Strong earnings growth could spur faster rate rises
Surging iron ore and coal prices drove export values almost 10 per cent higher, bolstering national income.
Strong prices also led to a 25.3 per cent growth in mining gross operating profits over the quarter, taking profits to almost 50 per cent above a year ago.
“The mining sector contributed half of the total profits in the quarter and more than the entirety of the quarterly increase,” Commonwealth Bank senior economist Belinda Allen said, offsetting falls elsewhere.
According to the Australian Bureau of Statistics, however, a jump in import volumes combined with a small fall in exports will wipe 1.7 percentage points from real GDP in Wednesday’s national accounts.
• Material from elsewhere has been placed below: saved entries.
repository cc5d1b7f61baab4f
//! Runtime environment helpers
//!
//! Thin wrapper around `common::env` to keep binary crates importing
//! `service::runtime::ensure_env` without depending directly on `common`.

/// Ensure the data directory for the file-backed stores exists.
pub async fn ensure_env(data_dir: &str) -> anyhow::Result<()> {
    common::env::ensure_env(data_dir).await
}
use std::sync::Arc;

use async_trait::async_trait;
use models::user::User;
use serde::{Deserialize, Serialize};
use uuid::Uuid;

use crate::auth::domain::{AuthUser, Credentials};
use crate::auth::errors::AuthError;
use crate::auth::repository::AuthRepository;
use crate::errors::ServiceError;
use crate::storage::json_map_store::JsonMapStore;

/// On-disk record: user plus credential material, keyed by email.
#[derive(Debug, Clone, Serialize, Deserialize)]
struct UserRecord {
    user: User,
    #[serde(default)]
    password_hash: Option<String>,
    #[serde(default)]
    password_algorithm: Option<String>,
}

/// File-backed auth repository persisting users as a JSON map keyed by email.
#[derive(Clone)]
pub struct FileAuthRepository {
    store: Arc<JsonMapStore<String, UserRecord>>,
}

impl FileAuthRepository {
    /// Initialize from the given file path; creates the file if missing.
    pub async fn new<P: Into<std::path::PathBuf>>(path: P) -> Result<Arc<Self>, ServiceError> {
        let store = JsonMapStore::<String, UserRecord>::new(path).await?;
        Ok(Arc::new(Self { store }))
    }
}

fn repo_err(e: ServiceError) -> AuthError {
    AuthError::Repository(e.to_string())
}

#[async_trait]
impl AuthRepository for FileAuthRepository {
    async fn find_user_by_email(&self, email: &str) -> Result<Option<AuthUser>, AuthError> {
        Ok(self.store.get(&email.to_string()).await.map(|r| r.user))
    }

    async fn find_user_by_id(&self, id: Uuid) -> Result<Option<AuthUser>, AuthError> {
        Ok(self.store.find(|r| r.user.id == id).await.map(|r| r.user))
    }

    async fn create_user(&self, email: &str, name: &str) -> Result<AuthUser, AuthError> {
        let user = User::new(email, name).map_err(|e| AuthError::Validation(e.to_string()))?;
        let key = email.to_string();
        let record = UserRecord { user: user.clone(), password_hash: None, password_algorithm: None };
        let mut inserted = false;
        self.store
            .update_map(|map| {
                if map.contains_key(&key) {
                    return Ok(());
                }
                map.insert(key.clone(), record);
                inserted = true;
                Ok(())
            })
            .await
            .map_err(repo_err)?;
        if !inserted {
            return Err(AuthError::Conflict);
        }
        Ok(user)
    }

    async fn get_credentials(&self, user_id: Uuid) -> Result<Option<Credentials>, AuthError> {
        let record = self.store.find(|r| r.user.id == user_id).await;
        Ok(record.and_then(|r| {
            Some(Credentials {
                user_id: r.user.id,
                password_hash: r.password_hash?,
                password_algorithm: r.password_algorithm.unwrap_or_else(|| "argon2".into()),
            })
        }))
    }

    async fn upsert_password(
        &self,
        user_id: Uuid,
        password_hash: String,
        password_algorithm: String,
    ) -> Result<Credentials, AuthError> {
        let mut found = false;
        self.store
            .update_map(|map| {
                if let Some(record) = map.values_mut().find(|r| r.user.id == user_id) {
                    record.password_hash = Some(password_hash.clone());
                    record.password_algorithm = Some(password_algorithm.clone());
                    found = true;
                }
                Ok(())
            })
            .await
            .map_err(repo_err)?;
        if !found {
            return Err(AuthError::NotFound);
        }
        Ok(Credentials { user_id, password_hash, password_algorithm })
    }
}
Australia’s account surplus narrowed significantly to $7.5 billion between January and March, lower than the market consensus of $13.2 billion, and down from a peak of $22.4 billion in the June quarter last year.
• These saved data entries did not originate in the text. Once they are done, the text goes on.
use std::sync::Arc;

use axum::body::Body;
use axum::http::{Request, StatusCode};
use axum::Router;
use serde_json::json;
use tower::Service;
use uuid::Uuid;

use service::auth::repo::file::FileAuthRepository;
use service::auth::service::{AuthConfig, AuthService};
use service::profile::ProfileStore;
use service::stats::{github::GithubClient, leetcode::LeetcodeClient, medium::MediumClient};

use server::routes::{self, auth};

fn cors() -> tower_http::cors::CorsLayer {
    tower_http::cors::CorsLayer::very_permissive()
}

async fn build_app() -> anyhow::Result<Router> {
    let temp_id = Uuid::new_v4();
    let users_path = std::env::temp_dir().join(format!("devlink_users_{temp_id}.json"));
    let profiles_path = std::env::temp_dir().join(format!("devlink_profiles_{temp_id}.json"));

    let repo = FileAuthRepository::new(users_path).await?;
    let auth_svc = Arc::new(AuthService::new(
        repo,
        AuthConfig { jwt_secret: Some("test-secret".into()), ..AuthConfig::default() },
    ));
    let profiles = ProfileStore::new(profiles_path).await?;

    let state = auth::ServerState {
        auth: auth_svc,
        profiles,
        github: GithubClient::new(None, 1)?,
        leetcode: LeetcodeClient::new("http://127.0.0.1:9", "http://127.0.0.1:9", 1)?,
        medium: MediumClient::new(1)?,
    };
    Ok(routes::build_router(cors(), state))
}

async fn body_json(resp: axum::response::Response) -> anyhow::Result<serde_json::Value> {
    let bytes = axum::body::to_bytes(resp.into_body(), usize::MAX).await?;
    Ok(serde_json::from_slice(&bytes)?)
}

fn json_request(method: &str, uri: &str, body: serde_json::Value) -> Request<Body> {
    Request::builder()
        .method(method)
        .uri(uri)
        .header("content-type", "application/json")
        .body(Body::from(body.to_string()))
        .unwrap()
}

#[tokio::test]
async fn test_register_and_login_flow() -> anyhow::Result<()> {
    let mut app = build_app().await?;

    let email = format!("user_{}@example.com", Uuid::new_v4());
    let password = "S3curePass!";

    let resp = app
        .call(json_request(
            "POST",
            "/api/auth/register",
            json!({"name": "Tester", "email": email, "password": password}),
        ))
        .await?;
    assert_eq!(resp.status(), StatusCode::OK);
    let body = body_json(resp).await?;
    assert_eq!(body["success"], true);
    assert!(body["token"].as_str().is_some_and(|t| !t.is_empty()));

    let resp = app
        .call(json_request(
            "POST",
            "/api/auth/login",
            json!({"email": email, "password": password}),
        ))
        .await?;
    assert_eq!(resp.status(), StatusCode::OK);
    // Must set the auth cookie
    let cookie = resp.headers().get("set-cookie").and_then(|v| v.to_str().ok());
    assert!(cookie.is_some_and(|c| c.contains("auth_token=")));

    let body = body_json(resp).await?;
    let token = body["token"].as_str().unwrap().to_string();

    // Bearer token resolves the user
    let req = Request::builder()
        .method("GET")
        .uri("/api/auth/me")
        .header("authorization", format!("Bearer {token}"))
        .body(Body::empty())?;
    let resp = app.call(req).await?;
    assert_eq!(resp.status(), StatusCode::OK);
    let body = body_json(resp).await?;
    assert_eq!(body["success"], true);
    assert_eq!(body["data"]["email"], email.as_str());

    Ok(())
}

#[tokio::test]
async fn test_login_wrong_password() -> anyhow::Result<()> {
    let mut app = build_app().await?;
    let email = format!("user_{}@example.com", Uuid::new_v4());

    let resp = app
        .call(json_request(
            "POST",
            "/api/auth/register",
            json!({"name": "Tester", "email": email, "password": "StrongPass123"}),
        ))
        .await?;
    assert_eq!(resp.status(), StatusCode::OK);

    let resp = app
        .call(json_request(
            "POST",
            "/api/auth/login",
            json!({"email": email, "password": "wrong-password"}),
        ))
        .await?;
    assert_eq!(resp.status(), StatusCode::UNAUTHORIZED);
    let body = body_json(resp).await?;
    assert_eq!(body["success"], false);
    Ok(())
}

#[tokio::test]
async fn test_register_short_password_rejected() -> anyhow::Result<()> {
    let mut app = build_app().await?;
    let resp = app
        .call(json_request(
            "POST",
            "/api/auth/register",
            json!({"name": "A", "email": "a@b.com", "password": "short"}),
        ))
        .await?;
    assert_eq!(resp.status(), StatusCode::BAD_REQUEST);
    Ok(())
}

#[tokio::test]
async fn test_register_duplicate_email_conflicts() -> anyhow::Result<()> {
    let mut app = build_app().await?;
    let email = format!("dup_{}@example.com", Uuid::new_v4());
    let payload = json!({"name": "Dup", "email": email, "password": "StrongPass123"});

    let resp = app.call(json_request("POST", "/api/auth/register", payload.clone())).await?;
    assert_eq!(resp.status(), StatusCode::OK);

    let resp = app.call(json_request("POST", "/api/auth/register", payload)).await?;
    assert_eq!(resp.status(), StatusCode::CONFLICT);
    Ok(())
}

#[tokio::test]
async fn test_protected_route_requires_token() -> anyhow::Result<()> {
    let mut app = build_app().await?;

    let req = Request::builder().method("GET").uri("/api/auth/me").body(Body::empty())?;
    let resp = app.call(req).await?;
    assert_eq!(resp.status(), StatusCode::UNAUTHORIZED);
    let body = body_json(resp).await?;
    assert_eq!(body["error"], "Not authorized to access this route");

    // Garbage bearer token is rejected too
    let req = Request::builder()
        .method("GET")
        .uri("/api/profiles")
        .header("authorization", "Bearer not-a-jwt")
        .body(Body::empty())?;
    let resp = app.call(req).await?;
    assert_eq!(resp.status(), StatusCode::UNAUTHORIZED);
    Ok(())
}

#[tokio::test]
async fn test_logout_clears_cookie_for_whole_site() -> anyhow::Result<()> {
    let mut app = build_app().await?;
    let email = format!("out_{}@example.com", Uuid::new_v4());

    let resp = app
        .call(json_request(
            "POST",
            "/api/auth/register",
            json!({"name": "Out", "email": email, "password": "StrongPass123"}),
        ))
        .await?;
    let token = body_json(resp).await?["token"].as_str().unwrap().to_string();

    let req = Request::builder()
        .method("POST")
        .uri("/api/auth/logout")
        .header("cookie", format!("auth_token={token}"))
        .body(Body::empty())?;
    let resp = app.call(req).await?;
    assert_eq!(resp.status(), StatusCode::NO_CONTENT);

    // The removal cookie must match the login cookie's Path=/ to take effect
    let set_cookie = resp
        .headers()
        .get("set-cookie")
        .and_then(|v| v.to_str().ok())
        .expect("removal cookie present");
    assert!(set_cookie.starts_with("auth_token="));
    assert!(set_cookie.contains("Path=/"));
    assert!(set_cookie.contains("Max-Age=0"));
    Ok(())
}

#[tokio::test]
async fn test_cookie_token_accepted() -> anyhow::Result<()> {
    let mut app = build_app().await?;
    let email = format!("cookie_{}@example.com", Uuid::new_v4());

    let resp = app
        .call(json_request(
            "POST",
            "/api/auth/register",
            json!({"name": "Cookie", "email": email, "password": "StrongPass123"}),
        ))
        .await?;
    let token = body_json(resp).await?["token"].as_str().unwrap().to_string();

    let req = Request::builder()
        .method("GET")
        .uri("/api/auth/me")
        .header("cookie", format!("auth_token={token}"))
        .body(Body::empty())?;
    let resp = app.call(req).await?;
    assert_eq!(resp.status(), StatusCode::OK);
    Ok(())
}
This was due to a smaller trade surplus and a widening of the net income deficit reflecting the higher flow of dividend payments overseas as profits continued to rise on the back of booming commodity prices.
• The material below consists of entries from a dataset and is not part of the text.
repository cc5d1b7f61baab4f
pub mod env;
pub mod types;
pub mod utils;
use chrono::{DateTime, Utc};
use serde::{Deserialize, Serialize};
use uuid::Uuid;

use crate::errors::ModelError;
use crate::platform::PlatformName;

/// A linked account on an external platform.
#[derive(Debug, Clone, PartialEq, Serialize, Deserialize)]
pub struct PlatformLink {
    pub id: Uuid,
    pub name: PlatformName,
    pub username: String,
    #[serde(default, skip_serializing_if = "Option::is_none")]
    pub url: Option<String>,
}

/// Payload for adding a platform or for the platform list inside a profile upsert.
#[derive(Debug, Clone, Serialize, Deserialize)]
pub struct PlatformLinkInput {
    pub name: PlatformName,
    pub username: String,
    #[serde(default)]
    pub url: Option<String>,
}

impl PlatformLinkInput {
    pub fn validate(&self) -> Result<(), ModelError> {
        if self.username.trim().is_empty() {
            return Err(ModelError::Validation("platform username required".into()));
        }
        Ok(())
    }

    pub fn into_link(self) -> Result<PlatformLink, ModelError> {
        self.validate()?;
        Ok(PlatformLink {
            id: Uuid::new_v4(),
            name: self.name,
            username: self.username.trim().to_string(),
            url: self.url.filter(|u| !u.trim().is_empty()),
        })
    }
}

/// User-owned document aggregating personal info and linked platforms.
#[derive(Debug, Clone, PartialEq, Serialize, Deserialize)]
pub struct Profile {
    pub id: Uuid,
    pub user_id: Uuid,
    pub name: String,
    #[serde(default, skip_serializing_if = "Option::is_none")]
    pub bio: Option<String>,
    #[serde(default, skip_serializing_if = "Option::is_none")]
    pub location: Option<String>,
    #[serde(default, skip_serializing_if = "Option::is_none")]
    pub website: Option<String>,
    #[serde(default)]
    pub tech_stack: Vec<String>,
    #[serde(default)]
    pub platforms: Vec<PlatformLink>,
    pub created_at: DateTime<Utc>,
}

/// Upsert payload; ids and timestamps are server-assigned.
#[derive(Debug, Clone, Serialize, Deserialize)]
pub struct ProfileInput {
    pub name: String,
    #[serde(default)]
    pub bio: Option<String>,
    #[serde(default)]
    pub location: Option<String>,
    #[serde(default)]
    pub website: Option<String>,
    #[serde(default)]
    pub tech_stack: Vec<String>,
    #[serde(default)]
    pub platforms: Vec<PlatformLinkInput>,
}

impl ProfileInput {
    pub fn validate(&self) -> Result<(), ModelError> {
        if self.name.trim().is_empty() {
            return Err(ModelError::Validation("please provide a name".into()));
        }
        for p in &self.platforms {
            p.validate()?;
        }
        Ok(())
    }
}

fn trimmed(value: Option<String>) -> Option<String> {
    value.map(|s| s.trim().to_string()).filter(|s| !s.is_empty())
}

impl Profile {
    pub fn create(user_id: Uuid, input: ProfileInput) -> Result<Self, ModelError> {
        input.validate()?;
        let platforms = input
            .platforms
            .into_iter()
            .map(PlatformLinkInput::into_link)
            .collect::<Result<Vec<_>, _>>()?;
        Ok(Self {
            id: Uuid::new_v4(),
            user_id,
            name: input.name.trim().to_string(),
            bio: trimmed(input.bio),
            location: trimmed(input.location),
            website: trimmed(input.website),
            tech_stack: input.tech_stack,
            platforms,
            created_at: Utc::now(),
        })
    }

    /// Replace the editable fields, keeping id / owner / creation time.
    pub fn apply(&mut self, input: ProfileInput) -> Result<(), ModelError> {
        input.validate()?;
        self.name = input.name.trim().to_string();
        self.bio = trimmed(input.bio);
        self.location = trimmed(input.location);
        self.website = trimmed(input.website);
        self.tech_stack = input.tech_stack;
        self.platforms = input
            .platforms
            .into_iter()
            .map(PlatformLinkInput::into_link)
            .collect::<Result<Vec<_>, _>>()?;
        Ok(())
    }

    pub fn add_platform(&mut self, input: PlatformLinkInput) -> Result<&PlatformLink, ModelError> {
        let link = input.into_link()?;
        self.platforms.push(link);
        Ok(self.platforms.last().expect("just pushed"))
    }

    /// Remove a linked platform by link id; returns whether it existed.
    pub fn remove_platform(&mut self, link_id: Uuid) -> bool {
        let before = self.platforms.len();
        self.platforms.retain(|p| p.id != link_id);
        self.platforms.len() != before
    }

    pub fn platform(&self, name: PlatformName) -> Option<&PlatformLink> {
        self.platforms.iter().find(|p| p.name == name)
    }

    pub fn summary(&self) -> ProfileSummary {
        ProfileSummary {
            name: self.name.clone(),
            bio: self.bio.clone(),
            location: self.location.clone(),
            website: self.website.clone(),
            tech_stack: self.tech_stack.clone(),
            platforms: self
                .platforms
                .iter()
                .map(|p| SummaryPlatform {
                    name: p.name,
                    username: p.username.clone(),
                    url: p.url.clone(),
                })
                .collect(),
        }
    }
}

/// Condensed portfolio view for `GET /api/profiles/summary`.
#[derive(Debug, Clone, Serialize, Deserialize)]
pub struct ProfileSummary {
    pub name: String,
    pub bio: Option<String>,
    pub location: Option<String>,
    pub website: Option<String>,
    pub tech_stack: Vec<String>,
    pub platforms: Vec<SummaryPlatform>,
}

#[derive(Debug, Clone, Serialize, Deserialize)]
pub struct SummaryPlatform {
    pub name: PlatformName,
    pub username: String,
    pub url: Option<String>,
}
ABS head of international statistics Andrew Tomadini said while the surplus had narrowed, the March quarter was the 12th consecutive account surplus, the longest consecutive period of surpluses since the 1970s,
KPMG senior economist Sarah Hunter also said the latest data contained the first glimpse of the impact of rising fuel costs.
“The cost of intermediate inputs (which captures fuels) [was] up 6.2 per cent on the quarter – further increases will come through in the June quarter data, as the full impact on contract prices feeds through,” Dr Hunter said.
Business inventories rose 3.2 per cent over the quarter and 3 per over the year, and CBA expects that will add 0.6 percentage points to GDP.
After adjusting for inventories, company profits rose by 4.7 per cent in the quarter to be 19.9 per cent higher over the year, according to CBA, which was almost entirely led by the mining sector.
Government spending over the quarter remained elevated, largely due to pandemic related healthcare expenditure and payments associated with the floods in Queensland and NSW.
“Overall the strength in both recurrent government spending as well as on the capex side will see the public sector again add to GDP growth in the quarter,” Ms Allen said.
The ABS estimates total public demand to contribute 0.7 percentage points to GDP in quarter one.